I’ve drifted in and out of an obsession with Pokemon over the past decade and a half, but it’s still one of those games that has the power to instantly regress me to a joyful 11-year-old. Playing a properly 3D Pokemon game was something I dreamed of then. The fifteen-minute demo that Nintendo has brought to Gamescom this year is a taster offered a glimpse of the game’s flagship new features, Pokemon Amie and Mega Evolutions, but it was just the experience of playing Pokemon in 3D that really made me grin.
Pokemon had always been technologically forward-thinking, embracing sharing and connectivity in the pre-Internet era and evolving alongside wireless communication, but until now it’s never been a graphically up-to-date. When Pokemon was in basic black and white sprites on a tiny Game Boy screen, the imagination had to step in to flesh out its world and its creatures. Pokemon X and Y, meanwhile, looks like a living cartoon, with bright, clean character and monster designs. Both the girl and the boy trainer are cute, expressive and well-animated. It’s the battles that make the biggest difference, though; we’ve had 3D Pokemon battles since Pokemon Stadium back on the N64, but never in a main-series game, and they really bring it to life.
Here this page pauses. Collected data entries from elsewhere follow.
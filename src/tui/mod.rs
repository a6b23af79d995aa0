//! # TUI Adapter
//!
//! The ratatui-specific layer. Builds the coordinator and the navigation
//! orchestrator (this is the composition root), renders the shell, and
//! translates keyboard events into core::Action values.
//!
//! ```text
//!   keys ──▶ TuiEvent ──▶ Action ──▶ update() ──▶ Effect
//!                                                   │
//!            ┌──────────────────────────────────────┘
//!            ▼
//!   AppNavigation ──▶ ChannelNavigator ──▶ Action::Navigate ──┐
//!   ModuleManager ──▶ status forwarder ──▶ Action::Status…  ──┴─▶ event loop
//! ```
//!
//! ## Redraw Strategy
//!
//! - **Busy** (request in flight or module transitioning): draws every
//!   ~80ms so the spinner animates.
//! - **Idle**: sleeps up to 500ms, only redraws on events or actions.

mod component;
mod components;
mod event;
mod ui;

use log::{info, warn};
use std::sync::{Arc, mpsc};
use std::time::{Duration, Instant};

use crate::core::action::{Action, Effect, update};
use crate::core::config::ResolvedConfig;
use crate::core::state::App;
use crate::modules::{ModuleManager, ModuleRegistry};
use crate::navigation::{AppNavigation, Navigator, Route};
use crate::tui::event::{TuiEvent, poll_events};

/// Delivers navigation commands to the event loop as actions.
pub struct ChannelNavigator {
    tx: mpsc::Sender<Action>,
}

impl ChannelNavigator {
    pub fn new(tx: mpsc::Sender<Action>) -> Self {
        Self { tx }
    }

    fn send(&self, action: Action) {
        if self.tx.send(action).is_err() {
            warn!("Failed to deliver navigation: receiver dropped");
        }
    }
}

impl Navigator for ChannelNavigator {
    fn navigate_to(&self, route: &str) {
        match Route::parse(route) {
            Some(route) => self.send(Action::Navigate(route)),
            None => warn!("Ignoring navigation to unknown route {route:?}"),
        }
    }

    fn navigate_home_clearing_history(&self) {
        self.send(Action::NavigateHome);
    }
}

/// Builds the coordinator from resolved config. Mapped modules missing from
/// the registry are reported up front; loading them will fail.
pub fn build_manager(config: &ResolvedConfig) -> Arc<ModuleManager> {
    let registry = ModuleRegistry::with_defaults();
    info!("Registry holds {} module(s)", registry.len());
    if config.mapping.is_empty() {
        warn!("No features are mapped; the home screen will be empty");
    }
    for feature in config.mapping.features() {
        if let Some(module) = config.mapping.module_for(feature)
            && !registry.contains(module)
        {
            warn!("Feature [{feature}] maps to unknown module [{module}]");
        }
    }
    Arc::new(
        ModuleManager::new(registry, config.mapping.clone()).with_hook_timeout(config.hook_timeout),
    )
}

pub fn run(config: ResolvedConfig) -> std::io::Result<()> {
    let manager = build_manager(&config);

    // Channel for actions from background tasks
    let (tx, rx) = mpsc::channel();

    let navigator = Arc::new(ChannelNavigator::new(tx.clone()));
    let navigation = AppNavigation::with_policy(manager.clone(), navigator, config.retry);
    let forwarder = spawn_status_forwarder(&manager, tx);

    let features = manager.mapping().features().map(str::to_string).collect();
    let mut app = App::new(features, manager.current_status());

    let mut terminal = ratatui::init();
    let result = event_loop(&mut terminal, &mut app, &navigation, &rx);
    ratatui::restore();

    forwarder.abort();
    navigation.cleanup();
    info!("Shell closed");
    result
}

fn event_loop(
    terminal: &mut ratatui::DefaultTerminal,
    app: &mut App,
    navigation: &AppNavigation,
    rx: &mpsc::Receiver<Action>,
) -> std::io::Result<()> {
    let start_time = Instant::now();
    let mut needs_redraw = true; // Force first frame

    loop {
        let busy = app.pending_feature.is_some() || app.load_status.is_transient();
        if busy {
            needs_redraw = true;
        }

        if needs_redraw {
            let spinner_frame = (start_time.elapsed().as_secs_f32() * 12.0) as usize;
            terminal.draw(|f| ui::draw_ui(f, app, spinner_frame))?;
            needs_redraw = false;
        }

        // Dynamic poll timeout: short when busy (~12fps), long when idle
        let timeout = if busy {
            Duration::from_millis(80)
        } else {
            Duration::from_millis(500)
        };
        // Wait for the first event, then drain everything pending before next draw
        let events = poll_events(timeout);
        if !events.is_empty() {
            needs_redraw = true;
        }

        for event in events {
            if let Some(action) = TuiEvent::action(event)
                && apply(app, action, navigation)
            {
                return Ok(());
            }
        }

        // Handle background task actions (navigation, status changes)
        while let Ok(action) = rx.try_recv() {
            needs_redraw = true;
            if apply(app, action, navigation) {
                return Ok(());
            }
        }
    }
}

/// Applies an action and carries out its effect. Returns true to quit.
fn apply(app: &mut App, action: Action, navigation: &AppNavigation) -> bool {
    match update(app, action) {
        Effect::RequestFeature(feature) => {
            navigation.handle_feature_request(&feature);
            false
        }
        Effect::ReleaseFeature(feature) => {
            navigation.unload_module_for_feature(&feature);
            false
        }
        Effect::Quit => true,
        Effect::None => false,
    }
}

/// Mirrors coordinator status and active-module changes into the event loop.
fn spawn_status_forwarder(
    manager: &ModuleManager,
    tx: mpsc::Sender<Action>,
) -> tokio::task::AbortHandle {
    let mut status = manager.module_load_status();
    let mut active = manager.active_module();
    tokio::spawn(async move {
        loop {
            let action = tokio::select! {
                changed = status.changed() => {
                    if changed.is_err() {
                        break;
                    }
                    Action::StatusChanged(*status.borrow_and_update())
                }
                changed = active.changed() => {
                    if changed.is_err() {
                        break;
                    }
                    Action::ActiveModuleChanged(active.borrow_and_update().clone())
                }
            };
            if tx.send(action).is_err() {
                break;
            }
        }
    })
    .abort_handle()
}

#[cfg(test)]
mod tests {
    use super::*;
    use crate::core::config::{AppConfig, CliOverrides, resolve};
    use crate::modules::LoadStatus;

    #[test]
    fn test_channel_navigator_translates_routes() {
        let (tx, rx) = mpsc::channel();
        let navigator = ChannelNavigator::new(tx);

        navigator.navigate_to("feature_screen/OCR");
        navigator.navigate_to("nowhere");
        navigator.navigate_home_clearing_history();

        let actions: Vec<Action> = rx.try_iter().collect();
        assert_eq!(
            actions,
            vec![Action::Navigate(Route::feature("OCR")), Action::NavigateHome]
        );
    }

    #[tokio::test]
    async fn test_request_flows_back_as_navigation() {
        let config = resolve(&AppConfig::default(), CliOverrides::default());
        let manager = build_manager(&config);
        let (tx, rx) = mpsc::channel();
        let navigation = AppNavigation::new(manager.clone(), Arc::new(ChannelNavigator::new(tx)));
        let mut app = App::new(vec!["OCR".into()], manager.current_status());

        assert!(!apply(&mut app, Action::OpenSelected, &navigation));
        assert_eq!(app.pending_feature.as_deref(), Some("OCR"));

        let mut navigated = false;
        for _ in 0..50 {
            tokio::time::sleep(Duration::from_millis(20)).await;
            while let Ok(action) = rx.try_recv() {
                apply(&mut app, action, &navigation);
                navigated = true;
            }
            if navigated {
                break;
            }
        }

        assert!(navigated);
        assert_eq!(app.screen, Route::feature("OCR"));
        assert_eq!(manager.current_status(), LoadStatus::Success);
    }

    #[tokio::test]
    async fn test_forwarder_relays_status() {
        let config = resolve(&AppConfig::default(), CliOverrides::default());
        let manager = build_manager(&config);
        let (tx, rx) = mpsc::channel();
        let handle = spawn_status_forwarder(&manager, tx);

        manager.load_module_for_feature("PDF").await;
        tokio::time::sleep(Duration::from_millis(20)).await;
        handle.abort();

        let actions: Vec<Action> = rx.try_iter().collect();
        assert!(actions.contains(&Action::StatusChanged(LoadStatus::Success)));
    }
}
This first demo was a short taster, and ran through all the new features in Pokemon X and Y at breakneck speed. Equipped with three new Pokemon – little green chipmunky Chespin, Fairy-type Eevee evolution Sylveon and Helioptile, which I believe is a rare Electric/Normal combo type – I was sent out into a small road with a few trainers and patches of grass and flowers scattered around to battle in. The first wild Pokemon I met was a perfectly rendered Pikachu, which succumbed without much hassle to a Pokeball. It’s a small detail, but seeing your trainer actually throw said Pokeball made the whole thing feel more exciting.
Pokemon X and Y let you play with your Pokemon to build up their relationship with you in Pokemon Amie, which is like a stripped-down adaptation of Nintendogs. The monster appears on the touch screen, and you can stroke it with the stylus and feed it macarons (evidently diabetes isn’t a problem in the Pokemon population, as macarons appear to be their exclusive diet). It’s very silly but very sweet; they make happy faces and respond to you when you smile or make a ridiculous expression at the 3DS camera. I’m not sure I’ll be coerced into blowing kisses at a pretend monster on a regular basis, but hey, the option’s there.
There were plenty of tame Pokemon wandering around the place outside of the grass. I spotted a Marill and two different bird Pokemon. There was also a Gogoat wandering around, one of the new rideable monsters – obviously I couldn’t resist galloping around with him for a while. The new Pokemon Professor, Professor Sycamore, was waiting for me at the end of the road. Apropos of nothing, I was handed a level 100 Mewtwo and shown what Mega Evolution looks like in action. In this demo the Mega Evolution activated immediately, turning Mewtwo into Mega Mewtwo, who easily destroyed the opposition with a beautifully animated Psystrike move.
This was a very limited demo of what Pokemon X and Y will be like. Things like Super Training, battle summaries and the Pokedex were all disabled, and my Pokemon were conveniently overpowered for the purposes of the demo. Mega Evolutions will, of course, be much more complex in the actual game. It showed me all the new features, but I still don’t know how they’ll integrate naturally into the overall arc of the game. Pokemon is now a huge, complex array of interconnected systems that all work in harmony, with hundreds and hundreds of monsters. Any new Types and features have to slot neatly into this finely-tuned machine.
What was immediately apparent even after fifteen minutes, though, is that Pokemon X/Y looks like the Pokemon game that anyone who grew up with this series has dreamed of. The world leaps from the screen: vibrant, vivacious and charming. It’s not so much the new aspects of Pokemon X and Y that make me excited as the prospect of that classic Pokemon gameplay in a world that finally looks as good as it always did in my mind.